Realtime Monocular Depth Mapping

Real-time monocular depth mapping using lightweight U-Net architecture.

A PyTorch-based depth mapping project using the NYU dataset. This implementation includes various neural network architectures for single image depth prediction with custom loss functions and data augmentation.

Summary

This project focuses on monocular depth mapping from single RGB images using deep neural networks. Depth mapping is a critical task in computer vision with applications in robotics, autonomous driving, 3D reconstruction, and scene understanding. This work implements and compares multiple network architectures (Autoencoder and UNet) trained on the NYU Depth dataset.

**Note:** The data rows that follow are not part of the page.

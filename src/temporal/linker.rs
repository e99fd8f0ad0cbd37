//! Attaches equipment-level events to the line-level event containing them.

use std::collections::{HashMap, HashSet};

use chrono::Duration;
use serde::{Deserialize, Serialize};
use tracing::{debug, info, warn};

use super::report::{FailureCategory, LinkFailure, LinkReport, MatchStrategy, NearMissStats};
use super::{EventContext, ResourceKind, TimeInterval};
use crate::error::ConfigError;
use crate::graph::IdentityRegistry;
use crate::naming::InstanceId;

/// Tunables of the temporal linker.
#[derive(Debug, Clone, PartialEq, Eq, Serialize, Deserialize)]
#[serde(default)]
pub struct LinkerConfig {
    /// Tolerance applied around line event bounds.
    pub buffer_minutes: i64,
    /// Duration assumed for equipment events without a recorded end.
    pub default_duration_minutes: i64,
    /// Enables the proximity fallback, which links events that do not overlap.
    pub enable_proximity: bool,
    /// Relation set on the equipment event (single-valued).
    pub part_of_relation: String,
    /// Relation from a resource to its grouping instance, used when an
    /// event context carries no grouping.
    pub grouping_relation: String,
}

impl Default for LinkerConfig {
    fn default() -> Self {
        Self {
            buffer_minutes: 5,
            default_duration_minutes: 60,
            enable_proximity: false,
            part_of_relation: "isPartOfLineEvent".to_string(),
            grouping_relation: "isPartOfProductionLine".to_string(),
        }
    }
}

impl LinkerConfig {
    const MAX_BUFFER_MINUTES: i64 = 24 * 60;
    const MAX_DEFAULT_DURATION_MINUTES: i64 = 7 * 24 * 60;

    /// Checks the tunables are usable.
    ///
    /// # Errors
    ///
    /// Returns [`ConfigError::Invalid`] for a buffer outside zero to one day,
    /// a default duration outside one minute to one week, or blank relation
    /// names.
    pub fn validate(self) -> Result<Self, ConfigError> {
        if !(0..=Self::MAX_BUFFER_MINUTES).contains(&self.buffer_minutes) {
            return Err(ConfigError::invalid(
                "linker.buffer_minutes",
                format!(
                    "must be between 0 and {} (got {})",
                    Self::MAX_BUFFER_MINUTES,
                    self.buffer_minutes
                ),
            ));
        }
        if !(1..=Self::MAX_DEFAULT_DURATION_MINUTES).contains(&self.default_duration_minutes) {
            return Err(ConfigError::invalid(
                "linker.default_duration_minutes",
                format!(
                    "must be between 1 and {} (got {})",
                    Self::MAX_DEFAULT_DURATION_MINUTES,
                    self.default_duration_minutes
                ),
            ));
        }
        if self.part_of_relation.trim().is_empty() {
            return Err(ConfigError::invalid("linker.part_of_relation", "must not be blank"));
        }
        if self.grouping_relation.trim().is_empty() {
            return Err(ConfigError::invalid("linker.grouping_relation", "must not be blank"));
        }
        Ok(self)
    }

    /// The buffer, clamped to the range [`Self::validate`] accepts.
    #[must_use]
    pub fn buffer(&self) -> Duration {
        Duration::minutes(self.buffer_minutes.clamp(0, Self::MAX_BUFFER_MINUTES))
    }

    /// The default duration, clamped to the range [`Self::validate`] accepts.
    #[must_use]
    pub fn default_duration(&self) -> Duration {
        Duration::minutes(
            self.default_duration_minutes
                .clamp(1, Self::MAX_DEFAULT_DURATION_MINUTES),
        )
    }
}

/// Temporal event linker.
///
/// Strategies are tried in [`MatchStrategy::ALL`] order; within a strategy,
/// candidates are tried by start time then name. The first hit wins.
#[derive(Debug, Clone, Default)]
pub struct TemporalLinker {
    config: LinkerConfig,
}

impl TemporalLinker {
    #[must_use]
    pub const fn new(config: LinkerConfig) -> Self {
        Self { config }
    }

    #[must_use]
    pub const fn config(&self) -> &LinkerConfig {
        &self.config
    }

    /// Links every equipment event context to a line event of its grouping.
    pub fn link(&self, registry: &mut IdentityRegistry, contexts: &[EventContext]) -> LinkReport {
        let buffer = self.config.buffer();
        let mut report = LinkReport::default();

        let mut lines_by_group: HashMap<InstanceId, Vec<&EventContext>> = HashMap::new();
        let mut seen_lines = HashSet::new();
        for ctx in contexts.iter().filter(|c| c.kind == ResourceKind::Line) {
            if !seen_lines.insert(ctx.event) {
                continue;
            }
            report.line_events += 1;
            if let Some(group) = self.grouping_of(registry, ctx) {
                lines_by_group.entry(group).or_default().push(ctx);
            }
        }
        for candidates in lines_by_group.values_mut() {
            candidates.sort_by(|a, b| {
                a.interval
                    .start
                    .cmp(&b.interval.start)
                    .then_with(|| registry.name_of(a.event).cmp(&registry.name_of(b.event)))
            });
        }

        info!(
            line_events = report.line_events,
            groups = lines_by_group.len(),
            buffer_minutes = self.config.buffer_minutes,
            proximity = self.config.enable_proximity,
            "Temporal linking started"
        );

        let mut seen_equipment = HashSet::new();
        for ctx in contexts.iter().filter(|c| c.kind == ResourceKind::Equipment) {
            if !seen_equipment.insert(ctx.event) {
                continue;
            }
            report.equipment_events += 1;

            let candidates: &[&EventContext] = self
                .grouping_of(registry, ctx)
                .and_then(|g| lines_by_group.get(&g))
                .map_or(&[], Vec::as_slice);

            match self.find_match(&ctx.interval, candidates) {
                Some((strategy, line)) => {
                    match registry.set_relation(ctx.event, &self.config.part_of_relation, Some(line.event)) {
                        Ok(_) => {
                            debug!(
                                event = %registry.name_of(ctx.event),
                                line_event = %registry.name_of(line.event),
                                strategy = %strategy,
                                "Linked equipment event"
                            );
                            report.links_created += 1;
                            *report.by_strategy.entry(strategy).or_insert(0) += 1;
                        }
                        Err(e) => {
                            warn!(event = %registry.name_of(ctx.event), error = %e, "Failed to set line event relation");
                            report.failures.push(LinkFailure {
                                event: registry.name_of(ctx.event),
                                resource: registry.name_of(ctx.resource),
                                row: ctx.row,
                                category: FailureCategory::Other,
                                nearest: Some(registry.name_of(line.event)),
                                gap_seconds: Some(0),
                                detail: Some(e.to_string()),
                            });
                        }
                    }
                }
                None => {
                    let failure = self.classify(registry, ctx, candidates);
                    warn!(
                        event = %failure.event,
                        row = failure.row,
                        category = ?failure.category,
                        nearest = ?failure.nearest,
                        gap_seconds = ?failure.gap_seconds,
                        "No containing line event"
                    );
                    report.failures.push(failure);
                }
            }
        }

        report.near_miss = NearMissStats::from_failures(&report.failures, buffer);
        info!(
            equipment_events = report.equipment_events,
            links = report.links_created,
            failures = report.failures.len(),
            "Temporal linking finished"
        );
        report
    }

    fn grouping_of(&self, registry: &IdentityRegistry, ctx: &EventContext) -> Option<InstanceId> {
        ctx.grouping.or_else(|| {
            registry
                .get(ctx.resource)?
                .related(&self.config.grouping_relation)
        })
    }

    fn find_match<'c>(
        &self,
        equipment: &TimeInterval,
        candidates: &[&'c EventContext],
    ) -> Option<(MatchStrategy, &'c EventContext)> {
        MatchStrategy::ALL
            .into_iter()
            .filter(|s| *s != MatchStrategy::Proximity || self.config.enable_proximity)
            .find_map(|strategy| {
                candidates
                    .iter()
                    .find(|line| self.matches(strategy, equipment, &line.interval))
                    .map(|line| (strategy, *line))
            })
    }

    fn matches(&self, strategy: MatchStrategy, equipment: &TimeInterval, line: &TimeInterval) -> bool {
        let buffer = self.config.buffer();
        let assumed = self.config.default_duration();
        match strategy {
            MatchStrategy::StrictContainment => line.encloses_buffered(equipment, buffer),
            MatchStrategy::SignificantOverlap => match (equipment.duration(), line.overlap(equipment)) {
                (Some(duration), Some(overlap)) if duration > Duration::zero() => overlap * 2 >= duration,
                _ => false,
            },
            MatchStrategy::StartContainment => line.contains_buffered(equipment.start, buffer),
            MatchStrategy::EndContainment => line.contains_buffered(equipment.effective_end(assumed), buffer),
            MatchStrategy::Proximity => {
                let closed = equipment.closed_with(assumed);
                !line.overlaps(&closed) && line.gap(&closed) <= buffer / 2
            }
        }
    }

    fn classify(&self, registry: &IdentityRegistry, ctx: &EventContext, candidates: &[&EventContext]) -> LinkFailure {
        let closed = ctx.interval.closed_with(self.config.default_duration());
        let nearest = candidates
            .iter()
            .map(|c| (c, c.interval.gap(&closed)))
            .min_by_key(|(_, gap)| *gap);

        let (category, nearest_name, gap_seconds, detail) = match nearest {
            None => {
                let detail = if self.grouping_of(registry, ctx).is_none() {
                    "no grouping context"
                } else {
                    "no line events in grouping context"
                };
                (FailureCategory::NoCandidates, None, None, Some(detail.to_string()))
            }
            Some((line, gap)) => {
                let category = if gap > self.config.buffer() {
                    FailureCategory::GapTooLarge
                } else if gap == Duration::zero() {
                    FailureCategory::OutsideRange
                } else {
                    FailureCategory::Other
                };
                (category, Some(registry.name_of(line.event)), Some(gap.num_seconds()), None)
            }
        };

        LinkFailure {
            event: registry.name_of(ctx.event),
            resource: registry.name_of(ctx.resource),
            row: ctx.row,
            category,
            nearest: nearest_name,
            gap_seconds,
            detail,
        }
    }
}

Our approach combines multiple loss functions including SSIM loss and gradient-based depth loss to improve depth prediction quality. The implemented methods achieve competitive accuracy with efficient computational performance suitable for real-time applications.

Features

  • Multiple Model Architectures: Support for Autoencoder and UNet models
  • NYU Dataset Support: Built-in data loaders for NYU Depth dataset
  • Custom Loss Functions: SSIM and gradient-based depth loss functions
  • Data Augmentation: Random horizontal flipping and other augmentations
  • TensorBoard Integration: Real-time training visualization
  • GPU Support: CUDA-enabled training with multi-GPU support
  • Checkpoint Management: Model saving and loading capabilities

Dependencies

  • PyTorch
  • TorchVision
  • NumPy
  • TensorboardX
  • OpenCV
  • Matplotlib
  • ImageIO

Key Findings

  1. UNet outperforms Autoencoder on all depth accuracy metrics, with 15% improvement in MAE
  2. Trade-off between quality and speed: UNet provides better results but with ~15% slower inference
  3. GPU acceleration critical: GPU inference is ~18x faster than CPU for both networks
  4. Memory efficiency: Autoencoder uses 31% less GPU memory, suitable for resource-constrained environments
  5. Skip connections beneficial: UNet’s skip connections significantly improve depth detail preservation

Supported Architectures

  • Autoencoder: Encoder-decoder architecture for depth mapping
  • UNet: U-Net architecture with skip connections for depth prediction

Loss Functions

The training process uses multiple loss functions:

  1. SSIM Loss: Structural similarity index loss for perceptual quality
  2. Depth Gradient Loss: Gradient-based loss for preserving depth discontinuities
  3. L1 Loss: Mean absolute error for pixel-wise accuracy

Training Features

  • Real-time Monitoring: TensorBoard integration for loss and metric visualization
  • Checkpoint Saving: Automatic model and optimizer state saving
  • Data Augmentation: Random horizontal flips and other augmentations
  • Multi-GPU Support: Configurable CUDA device selection